"It'll be doomsday when there is no more toilet paper on the shelves and our only food is lentils. Until then I choose not to eat lentil everything!" And in a low mutter he added; "Besides gluten free is not real bread". This conversation ensued after my enthusiastic baking of (what only I thought was) delicious Red Bread. Admittedly, my husband has a very healthy diet compared to most and is a very tolerant food critic. But when he doesn't like it I can forget making it a regular feature on the menu. My children and celiac mom-in-law however loved my moist Red Bread. As far as gluten-free breads go, I'm with FarmerBuckaroo, it usually doesn't taste like real wheat bread! But this yummy bread really impressed me. It has a fluffy consistency and will redeem the reputation of gluten free baking. Three days down the line it doesn't taste like gnawing on a sponge. Rather the flavour has intensified and it is as moist as the day it was baked!
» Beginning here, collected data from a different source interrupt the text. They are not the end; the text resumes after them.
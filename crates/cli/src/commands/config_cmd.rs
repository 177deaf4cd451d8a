//! `glossa config` — Configuration management commands.

use glossa_config::AppConfig;

const REDACTED: &str = "[REDACTED]";

/// Copy of `config` that is safe to print.
fn redacted(config: &AppConfig) -> AppConfig {
    let mut config = config.clone();
    if config.api_key.is_some() {
        config.api_key = Some(REDACTED.into());
    }
    for provider in config.providers.values_mut() {
        if provider.api_key.is_some() {
            provider.api_key = Some(REDACTED.into());
        }
    }
    config
}

pub async fn validate() -> Result<(), Box<dyn std::error::Error>> {
    println!("🔍 Validating configuration...");

    match AppConfig::load() {
        Ok(config) => {
            println!("   ✅ Config parsed successfully");

            let mut warnings = Vec::new();
            if !config.has_api_key() {
                warnings.push("No API key set (set DEEPSEEK_API_KEY or GLOSSA_API_KEY)");
            }
            if config.translation.max_rejections == Some(0) {
                warnings.push("max_rejections = 0 behaves like 1 (gives up on the first rejection)");
            }

            if warnings.is_empty() {
                println!("   ✅ All checks passed");
            } else {
                println!();
                for w in &warnings {
                    println!("   ⚠️  {w}");
                }
            }

            println!();
            println!("   Provider:   {}", config.default_provider);
            println!("   Reasoning:  {}", config.models.reasoning);
            println!("   Tool model: {}", config.models.tool);
            println!("   Target:     {}", config.translation.target_language);
            println!("   Max turns:  {}", config.agent.max_turns);
        }
        Err(e) => {
            println!("   ❌ Config error: {e}");
            return Err(e.into());
        }
    }

    Ok(())
}

pub async fn show() -> Result<(), Box<dyn std::error::Error>> {
    let config = AppConfig::load().map_err(|e| format!("Failed to load config: {e}"))?;
    let toml_str = toml::to_string_pretty(&redacted(&config))?;
    println!("{toml_str}");
    Ok(())
}

pub async fn path() -> Result<(), Box<dyn std::error::Error>> {
    println!("{}", AppConfig::config_path().display());
    Ok(())
}

#[cfg(test)]
mod tests {
    use super::*;
    use glossa_config::ProviderConfig;

    #[test]
    fn config_path_is_valid() {
        let path = AppConfig::config_path();
        assert!(path.to_str().unwrap().contains("config.toml"));
    }

    #[test]
    fn show_never_prints_keys() {
        let mut config = AppConfig::default();
        config.api_key = Some("sk-secret".into());
        config.providers.insert(
            "openai".into(),
            ProviderConfig {
                api_key: Some("sk-other".into()),
                api_url: None,
            },
        );

        let printed = toml::to_string_pretty(&redacted(&config)).unwrap();
        assert!(!printed.contains("sk-secret"));
        assert!(!printed.contains("sk-other"));
        assert!(printed.contains(REDACTED));
    }
}
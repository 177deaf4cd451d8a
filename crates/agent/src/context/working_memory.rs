//! Working memory store — publishes [`WorkingMemory`] snapshots.
//!
//! Each update clones the current value if a reader still holds it, so
//! snapshots handed out earlier stay frozen.

use glossa_core::memory::WorkingMemory;
use std::sync::Arc;
use tokio::sync::watch;

pub struct MemoryStore {
    tx: watch::Sender<Arc<WorkingMemory>>,
}

impl MemoryStore {
    pub fn new() -> Self {
        let (tx, _) = watch::channel(Arc::new(WorkingMemory::default()));
        Self { tx }
    }

    pub fn snapshot(&self) -> Arc<WorkingMemory> {
        self.tx.borrow().clone()
    }

    pub fn subscribe(&self) -> watch::Receiver<Arc<WorkingMemory>> {
        self.tx.subscribe()
    }

    pub fn update(&self, f: impl FnOnce(&mut WorkingMemory)) {
        self.tx.send_modify(|memory| f(Arc::make_mut(memory)));
    }

    /// Start over for a new task.
    pub fn reset(&self, original_text: impl Into<String>) {
        self.tx
            .send_replace(Arc::new(WorkingMemory::new(original_text)));
    }
}

impl Default for MemoryStore {
    fn default() -> Self {
        Self::new()
    }
}
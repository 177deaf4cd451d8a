//! Split tool — segments text at natural-language boundaries.
//!
//! The tool model only reports boundary positions; the text itself is sliced
//! locally so segments are byte-for-byte faithful to the original.

use async_trait::async_trait;
use glossa_core::error::ToolError;
use glossa_core::tool::{AgentHandle, Tool, ToolCall};
use serde::Deserialize;
use tracing::debug;

const DESCRIPTION: &str = "Find natural-language segment boundaries in a text and split it into segments. \
Call this first with the full original text.";

const SYSTEM_PROMPT: &str = "You find natural-language segment boundaries in a text.

Rules:
- Do not rewrite, normalize, or remove any characters from the text.
- Only detect segment boundaries, typically at the end of a sentence or paragraph.
- Report the end index (exclusive) of each segment, counted in characters.
- Indices must match positions in the original text exactly. Count every character, including spaces, tabs, line breaks and punctuation.
- Keep the order in which segments appear.

Reply with a JSON object of the form {\"indices\": [12, 40, 57]}.";

pub struct SplitTool;

#[derive(Deserialize)]
struct SplitInput {
    text: String,
}

#[async_trait]
impl Tool for SplitTool {
    fn name(&self) -> &str {
        "split"
    }

    fn description(&self) -> &str {
        DESCRIPTION
    }

    fn parameters_schema(&self) -> serde_json::Value {
        serde_json::json!({
            "type": "object",
            "properties": {
                "text": {
                    "type": "string",
                    "description": "The original text to split"
                }
            },
            "required": ["text"]
        })
    }

    async fn execute(
        &self,
        input: serde_json::Value,
        handle: &dyn AgentHandle,
        _call: &ToolCall,
    ) -> Result<serde_json::Value, ToolError> {
        let SplitInput { text } = serde_json::from_value(input)
            .map_err(|e| ToolError::InvalidArguments(format!("split expects {{\"text\": string}}: {e}")))?;

        if text.trim().is_empty() {
            return Err(ToolError::InvalidArguments("Nothing to split".into()));
        }

        let reply = handle
            .generate_json(SYSTEM_PROMPT, &format!("split:{text}"))
            .await?;
        let indices = parse_indices(&reply)?;
        let segments = split_by_indices(&text, &indices);

        debug!(indices = ?indices, segments = segments.len(), "Split text");

        let mut update = |memory: &mut glossa_core::WorkingMemory| {
            memory.split_texts = segments.clone();
        };
        handle.update_working_memory(&mut update);

        Ok(serde_json::json!(segments))
    }
}

/// Read end indices from a model reply: a bare array, or an object holding
/// an `indices` or `elements` array.
fn parse_indices(reply: &serde_json::Value) -> Result<Vec<usize>, ToolError> {
    let array = reply
        .as_array()
        .or_else(|| reply.get("indices").and_then(|v| v.as_array()))
        .or_else(|| reply.get("elements").and_then(|v| v.as_array()))
        .ok_or_else(|| ToolError::ExecutionFailed {
            tool_name: "split".into(),
            reason: format!("model reply has no index array: {reply}"),
        })?;

    Ok(array
        .iter()
        .filter_map(|v| {
            v.as_u64()
                .or_else(|| v.as_f64().filter(|f| *f >= 0.0).map(|f| f as u64))
        })
        .map(|i| i as usize)
        .collect())
}

/// Slice `text` at exclusive character end indices.
///
/// Indices past the end are clamped, non-increasing ones skipped, and the
/// remainder after the last index becomes a final segment. Whitespace-only
/// segments are dropped.
pub fn split_by_indices(text: &str, indices: &[usize]) -> Vec<String> {
    let chars: Vec<char> = text.chars().collect();
    let len = chars.len();
    let mut segments = Vec::new();
    let mut start = 0;

    for &end in indices {
        let end = end.min(len);
        if end <= start {
            continue;
        }
        segments.push(chars[start..end].iter().collect::<String>());
        start = end;
    }

    if start < len {
        segments.push(chars[start..].iter().collect());
    }

    segments.retain(|s| !s.trim().is_empty());
    segments
}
As far as gluten free flours go - I'm not a fan. The starchy and refined grains dry out by the following day. But the idea of red lentils that are so high in protein being a light and fluffy bread seems absolutely absurd. Until you try this recipe.
RED LENTIL BREAD:
360g red lentils
200g goats milk yoghurt
50ml olive oil
4 eggs
1 teaspoon salt
1/2 teaspoon black pepper
1/2 teaspoon cumin powder
1/2 cup chopped fresh herbs
1/2 cup chopped feta
1 teaspoon sodium bicarbonate
1 teaspoon baking powder
Make sure to soak your lentils overnight and rinse well in the morning! Then pop them - dry - in your food processor and blend thoroughly.
Remove about 2/3 of the soft red dough. To the remaining 1/3 lentils add the spices, olive oil, yoghurt and eggs. Blend well.
Any fresh herbs in the Red Bread is wonderful. I chose a mix of fresh oregano, thyme and parsley. Plus a healthy dose of my freshly made goats milk feta, which was crumbled.
Tip the ingredients from the food processor back in with the remaining red lentils and stir gently. Add in the chopped feta and fresh chopped herbs, sodium bicarbonate and baking powder. Continuing to use a spatula gently mix the dough through. Don't overwork it!
Pour into a prepared bread pan - oiled and lined with parchment paper. Sprinkle mixed seeds and a dash of cayenne pepper. Then bake for 35 minutes at 180 C. Test that it has baked through then give it about 10 minutes to cool before removing the Red Bread and popping on a rack to cool.
The Red Lentil bread has such an incredible blend of flavours. A little fills hungry tummy's. It also freezes well - which may just be necessary if we are to await the demise of toilet rolls before this loaf is truly appreciated by certain members of the family!